- [TASK STATEMENT]
Starting at the line below holding "let data = CgfBuilder::new().build_with_type(0x1234_5678);" and stopping at the line holding "assert_eq!(records[0].material_id, 12);", print every line exactly, both ends included, and leave the rest out.

- [EXTRACTED RECORDS]
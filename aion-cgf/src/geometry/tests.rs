//! Tests for geometry decoding and traversal

use glam::Vec3;

use crate::*;

const TRIANGLE: [[f32; 3]; 3] = [[0.0, 0.0, 0.0], [100.0, 0.0, 0.0], [0.0, 100.0, 0.0]];

fn table() -> MaterialTable {
    MaterialTable::builtin()
}

fn load(builder: &CgfBuilder) -> Result<Geometry, CgfError> {
    Geometry::load(&builder.build(), &table())
}

/// One collideable triangle on a top-level node
fn single_triangle() -> (CgfBuilder, i32) {
    let mut b = CgfBuilder::new();
    let mat = b.material("lib/mat_default", 1, true, &[]);
    let mesh = b.mesh(&TRIANGLE, &[([0, 1, 2], 0)]);
    let mut node = NodeSpec::new("box", mesh);
    node.material = mat;
    let node = b.node(&node);
    (b, node)
}

fn assert_close(a: Vec3, b: Vec3) {
    assert!(a.abs_diff_eq(b, 1e-5), "{a} != {b}");
}

#[test]
fn test_invalid_magic() {
    let result = Geometry::load(b"NotAion\0\0\0\0\0", &table());
    assert!(matches!(result, Err(CgfError::InvalidMagic)));
}

#[test]
fn test_animation_file_rejected() {
    let data = CgfBuilder::new().build_with_type(FILE_TYPE_ANIMATION);
    assert!(matches!(
        Geometry::load(&data, &table()),
        Err(CgfError::AnimationUnsupported)
    ));

    let data = CgfBuilder::new().build_with_type(0x1234_5678);
    assert!(matches!(Geometry::load(&data, &table()), Err(CgfError::Format(_))));
}

#[test]
fn test_truncated_file() {
    let (b, _) = single_triangle();
    let data = b.build();
    let result = Geometry::load(&data[..data.len() / 2], &table());
    assert!(result.is_err());
}

#[test]
fn test_single_triangle() {
    let (b, _) = single_triangle();
    let geometry = load(&b).unwrap();
    assert_eq!(geometry.roots().len(), 1);

    let records = geometry.traverse();
    assert_eq!(records.len(), 1);
    let record = &records[0];
    assert_eq!(record.material_id, 0);
    assert_eq!(record.intention, CollisionIntention::PHYSICAL);
    assert_eq!(record.faces, vec![[0, 1, 2]]);
    assert_close(record.vertices[1], Vec3::new(1.0, 0.0, 0.0));
    assert_close(record.vertices[2], Vec3::new(0.0, 1.0, 0.0));
}

#[test]
fn test_faces_split_by_material() {
    let mut b = CgfBuilder::new();
    let plain = b.material("mat_default", 1, true, &[]);
    let _lava = b.material("lib/mats/mat_lava\u{5}glow", 1, false, &[]);
    let _ignored = b.material("mat_grass", 1, false, &[]);
    let mesh = b.mesh(
        &[[0.0; 3], [100.0, 0.0, 0.0], [0.0, 100.0, 0.0], [0.0, 0.0, 100.0]],
        &[([0, 1, 2], 1), ([0, 1, 3], 0), ([0, 2, 3], 1), ([1, 2, 3], 2)],
    );
    let mut node = NodeSpec::new("mixed", mesh);
    node.material = plain;
    b.node(&node);

    let geometry = load(&b).unwrap();
    let records = geometry.traverse();
    assert_eq!(records.len(), 2);
    // first seen: lava
    assert_eq!(records[0].material_id, 12);
    assert_eq!(records[0].intention, CollisionIntention::MATERIAL);
    assert_eq!(records[0].faces, vec![[0, 1, 2], [0, 2, 3]]);
    assert_eq!(records[1].material_id, 0);
    assert_eq!(records[1].intention, CollisionIntention::PHYSICAL);
    assert_eq!(records[1].faces, vec![[0, 1, 3]]);
}

#[test]
fn test_irrelevant_node_skipped() {
    let mut b = CgfBuilder::new();
    let mat = b.material("mat_grass", 1, false, &[]);
    let mesh = b.mesh(&TRIANGLE, &[([0, 1, 2], 0)]);
    let mut node = NodeSpec::new("decoration", mesh);
    node.material = mat;
    b.node(&node);

    let geometry = load(&b).unwrap();
    assert!(geometry.traverse().is_empty());
    // the face was filtered at load
    let NodePayload::Mesh(mesh) = &geometry.nodes()[0].payload else {
        panic!("expected mesh payload");
    };
    assert!(mesh.faces.is_empty());
}

#[test]
fn test_composite_material_resolution() {
    let mut b = CgfBuilder::new();
    let unknown = b.material("mat_whatever", 0, false, &[]);
    let lava = b.material("mat_lava", 1, false, &[]);
    let solid = b.material("mat_stone_tough", 1, true, &[]);
    let inner = b.material("inner", 2, false, &[solid]);
    let outer = b.material("outer", 2, false, &[-1, unknown, inner, lava]);

    let geometry = load(&b).unwrap();
    let outer = geometry.material(outer as usize).unwrap();
    assert!(outer.collideable);
    assert_eq!(outer.semantic_id, Some(12));
    // composites never take face slots
    assert_eq!(geometry.slots(), &[0, 1, 2]);
}

#[test]
fn test_material_cycle_rejected() {
    let mut b = CgfBuilder::new();
    // a composite listing itself as a child
    b.material("loop", 2, false, &[0]);
    assert!(matches!(load(&b), Err(CgfError::Format(_))));
}

#[test]
fn test_unhandled_material_type_rejected() {
    let mut b = CgfBuilder::new();
    let odd = b.material("odd", 7, false, &[]);
    b.material("outer", 2, false, &[odd]);
    assert!(matches!(load(&b), Err(CgfError::Format(_))));
}

#[test]
fn test_face_index_out_of_range() {
    let mut b = CgfBuilder::new();
    b.material("mat_default", 1, true, &[]);
    let mesh = b.mesh(&TRIANGLE, &[([0, 1, 3], 0)]);
    b.node(&NodeSpec::new("bad", mesh));
    assert!(matches!(load(&b), Err(CgfError::Format(_))));

    let mut b = CgfBuilder::new();
    b.material("mat_default", 1, true, &[]);
    let mesh = b.mesh(&TRIANGLE, &[([0, 1, 2], 4)]);
    b.node(&NodeSpec::new("bad", mesh));
    assert!(matches!(load(&b), Err(CgfError::Format(_))));
}

#[test]
fn test_node_object_must_be_mesh_or_helper() {
    let mut b = CgfBuilder::new();
    let mat = b.material("mat_default", 1, true, &[]);
    b.node(&NodeSpec::new("broken", mat));
    assert!(matches!(load(&b), Err(CgfError::Format(_))));
}

#[test]
fn test_node_linking() {
    let (mut b, root) = single_triangle();
    let mesh = b.mesh(&TRIANGLE, &[([0, 1, 2], 0)]);

    let mut child = NodeSpec::new("child", mesh);
    child.parent = root;
    b.node(&child);
    let mut orphan = NodeSpec::new("orphan", mesh);
    orphan.parent = 77;
    b.node(&orphan);

    let geometry = load(&b).unwrap();
    assert_eq!(geometry.roots(), &[0]);
    assert_eq!(geometry.nodes()[0].children, vec![1]);
    assert!(geometry.nodes()[2].children.is_empty());
}

#[test]
fn test_self_parent_rejected() {
    let mut b = CgfBuilder::new();
    let mesh = b.mesh(&TRIANGLE, &[]);
    let mut node = NodeSpec::new("selfish", mesh);
    // the node will be chunk 1
    node.parent = 1;
    b.node(&node);
    assert!(matches!(load(&b), Err(CgfError::Format(_))));
}

#[test]
fn test_dummy_helper_offsets_children() {
    let mut b = CgfBuilder::new();
    let mat = b.material("mat_default", 1, true, &[]);
    let mesh = b.mesh(&TRIANGLE, &[([0, 1, 2], 0)]);
    let dummy = b.helper(HELPER_DUMMY, [0.0; 3]);

    let mut pivot = NodeSpec::new("pivot", dummy);
    pivot.position = [200.0, 0.0, 0.0];
    let pivot = b.node(&pivot);

    let mut child = NodeSpec::new("child", mesh);
    child.parent = pivot;
    child.material = mat;
    child.position = [0.0, 0.0, 100.0];
    b.node(&child);

    let records = load(&b).unwrap().traverse();
    assert_eq!(records.len(), 1);
    assert_close(records[0].vertices[0], Vec3::new(2.0, 0.0, 1.0));
}

#[test]
fn test_group_head_unscales_offset() {
    let mut b = CgfBuilder::new();
    let mat = b.material("mat_default", 1, true, &[]);
    let mesh = b.mesh(&TRIANGLE, &[([0, 1, 2], 0)]);
    let dummy = b.helper(HELPER_DUMMY, [0.0; 3]);

    let mut pivot = NodeSpec::new("pivot", dummy);
    pivot.position = [200.0, 0.0, 0.0];
    pivot.scale = [2.0, 1.0, 1.0];
    pivot.group_head = true;
    let pivot = b.node(&pivot);

    let mut child = NodeSpec::new("child", mesh);
    child.parent = pivot;
    child.material = mat;
    b.node(&child);

    let geometry = load(&b).unwrap();
    // collideable through its child
    assert!(geometry.is_collideable(0));
    let records = geometry.traverse();
    assert_close(records[0].vertices[0], Vec3::new(1.0, 0.0, 0.0));
}

#[test]
fn test_non_dummy_helper_skipped() {
    let mut b = CgfBuilder::new();
    let mat = b.material("mat_default", 1, true, &[]);
    let mesh = b.mesh(&TRIANGLE, &[([0, 1, 2], 0)]);
    let light = b.helper(3, [0.0; 3]);
    let parent = b.node(&NodeSpec::new("light", light));
    let mut child = NodeSpec::new("child", mesh);
    child.parent = parent;
    child.material = mat;
    b.node(&child);

    assert!(load(&b).unwrap().traverse().is_empty());
}

fn door(position_keys: &[(i32, [f32; 9])]) -> CgfBuilder {
    let mut b = CgfBuilder::new();
    let mat = b.material("mat_default", 1, true, &[]);
    let mesh = b.mesh(&TRIANGLE, &[([0, 1, 2], 0)]);
    let controller = b.controller(CONTROLLER_TCB3, position_keys);
    let mut node = NodeSpec::new("door", mesh);
    node.material = mat;
    node.controllers[0] = controller;
    b.node(&node);
    b
}

fn key(time: i32, x: f32) -> (i32, [f32; 9]) {
    (time, [x, 0.0, 0.0, 0.0, 0.0, 0.0, 0.0, 0.0, 0.0])
}

#[test]
fn test_snapshot_moves_node() {
    let b = door(&[key(0, 0.0), key(100, 300.0), key(2_000_000, 900.0)]);
    let geometry = load(&b).unwrap();

    let closed = geometry.traverse();
    let opened = geometry.snapshot_at_tick(DEFAULT_SECOND_STATE_TICK).unwrap().traverse();
    assert_close(closed[0].vertices[0], Vec3::ZERO);
    assert_close(opened[0].vertices[0], Vec3::new(3.0, 0.0, 0.0));

    // the original is untouched
    assert_eq!(geometry.traverse(), closed);
}

#[test]
fn test_snapshot_before_first_key_is_unchanged() {
    let b = door(&[key(10, 500.0)]);
    let geometry = load(&b).unwrap();
    let early = geometry.snapshot_at_tick(5).unwrap();
    assert_eq!(early.traverse(), geometry.traverse());
}

#[test]
fn test_snapshot_rotation_rebuilds_basis() {
    let mut b = CgfBuilder::new();
    let mat = b.material("mat_default", 1, true, &[]);
    let mesh = b.mesh(&TRIANGLE, &[([0, 1, 2], 0)]);
    let half_turn = std::f32::consts::FRAC_PI_2;
    let rotation = b.controller(
        CONTROLLER_TCBQ,
        &[(0, [0.0, 0.0, 1.0, half_turn, 0.0, 0.0, 0.0, 0.0, 0.0])],
    );
    let mut node = NodeSpec::new("hinge", mesh);
    node.material = mat;
    node.controllers[1] = rotation;
    b.node(&node);

    let geometry = load(&b).unwrap();
    let opened = geometry.snapshot_at_tick(0).unwrap().traverse();
    assert_close(opened[0].vertices[1], Vec3::new(0.0, 1.0, 0.0));
}

#[test]
fn test_invalid_track_fails_only_when_sampled() {
    let mut b = CgfBuilder::new();
    let mat = b.material("mat_default", 1, true, &[]);
    let mesh = b.mesh(&TRIANGLE, &[([0, 1, 2], 0)]);
    // wrong controller type for a position track
    let controller = b.controller(CONTROLLER_TCBQ, &[(0, [0.0; 9])]);
    let mut node = NodeSpec::new("door", mesh);
    node.material = mat;
    node.controllers[0] = controller;
    b.node(&node);

    let geometry = load(&b).unwrap();
    assert_eq!(geometry.traverse().len(), 1);
    assert!(matches!(
        geometry.nodes()[0].position_track.as_deref(),
        Some(Track::Invalid(_))
    ));
    assert!(matches!(geometry.snapshot_at_tick(10), Err(CgfError::Format(_))));
}

#[test]
fn test_bones_filtered_and_transformed() {
    let mut b = CgfBuilder::new();
    b.material("mat_default", 1, true, &[]);
    let names = ["Bone01", "FX_spark", "hitbox"];
    b.bone_names(&names);
    let offset = [1.0, 0.0, 0.0, 0.0, 1.0, 0.0, 0.0, 0.0, 1.0, 0.0, 0.0, 500.0];
    b.bone_initial(&[offset, offset, offset]);
    let mesh = b.bone_mesh(&TRIANGLE, &[([0, 1, 2], 0)]);
    b.bone_anim(&[(1, -1, mesh), (2, 1, mesh), (3, 1, mesh)]);

    let geometry = load(&b).unwrap();
    assert_eq!(geometry.bones().len(), 1);
    assert_eq!(geometry.bones()[0].name, "Bone01");

    let records = geometry.traverse();
    assert_eq!(records.len(), 1);
    assert_eq!(records[0].intention, CollisionIntention::PHYSICAL);
    assert_close(records[0].vertices[0], Vec3::new(0.0, 0.0, 5.0));
}

#[test]
fn test_semantic_name() {
    use super::load::semantic_name;
    assert_eq!(semantic_name("lib/mats/mat_lava"), "mat_lava");
    assert_eq!(semantic_name("a/b/mat_lava\u{5}suffix"), "mat_lava");
    assert_eq!(semantic_name("mat-wo od!"), "matwood");
}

- [RESPONSE FOR THIS EXERCISE]
    let data = CgfBuilder::new().build_with_type(0x1234_5678);
    assert!(matches!(Geometry::load(&data, &table()), Err(CgfError::Format(_))));
}

#[test]
fn test_truncated_file() {
    let (b, _) = single_triangle();
    let data = b.build();
    let result = Geometry::load(&data[..data.len() / 2], &table());
    assert!(result.is_err());
}

#[test]
fn test_single_triangle() {
    let (b, _) = single_triangle();
    let geometry = load(&b).unwrap();
    assert_eq!(geometry.roots().len(), 1);

    let records = geometry.traverse();
    assert_eq!(records.len(), 1);
    let record = &records[0];
    assert_eq!(record.material_id, 0);
    assert_eq!(record.intention, CollisionIntention::PHYSICAL);
    assert_eq!(record.faces, vec![[0, 1, 2]]);
    assert_close(record.vertices[1], Vec3::new(1.0, 0.0, 0.0));
    assert_close(record.vertices[2], Vec3::new(0.0, 1.0, 0.0));
}

#[test]
fn test_faces_split_by_material() {
    let mut b = CgfBuilder::new();
    let plain = b.material("mat_default", 1, true, &[]);
    let _lava = b.material("lib/mats/mat_lava\u{5}glow", 1, false, &[]);
    let _ignored = b.material("mat_grass", 1, false, &[]);
    let mesh = b.mesh(
        &[[0.0; 3], [100.0, 0.0, 0.0], [0.0, 100.0, 0.0], [0.0, 0.0, 100.0]],
        &[([0, 1, 2], 1), ([0, 1, 3], 0), ([0, 2, 3], 1), ([1, 2, 3], 2)],
    );
    let mut node = NodeSpec::new("mixed", mesh);
    node.material = plain;
    b.node(&node);

    let geometry = load(&b).unwrap();
    let records = geometry.traverse();
    assert_eq!(records.len(), 2);
    // first seen: lava
    assert_eq!(records[0].material_id, 12);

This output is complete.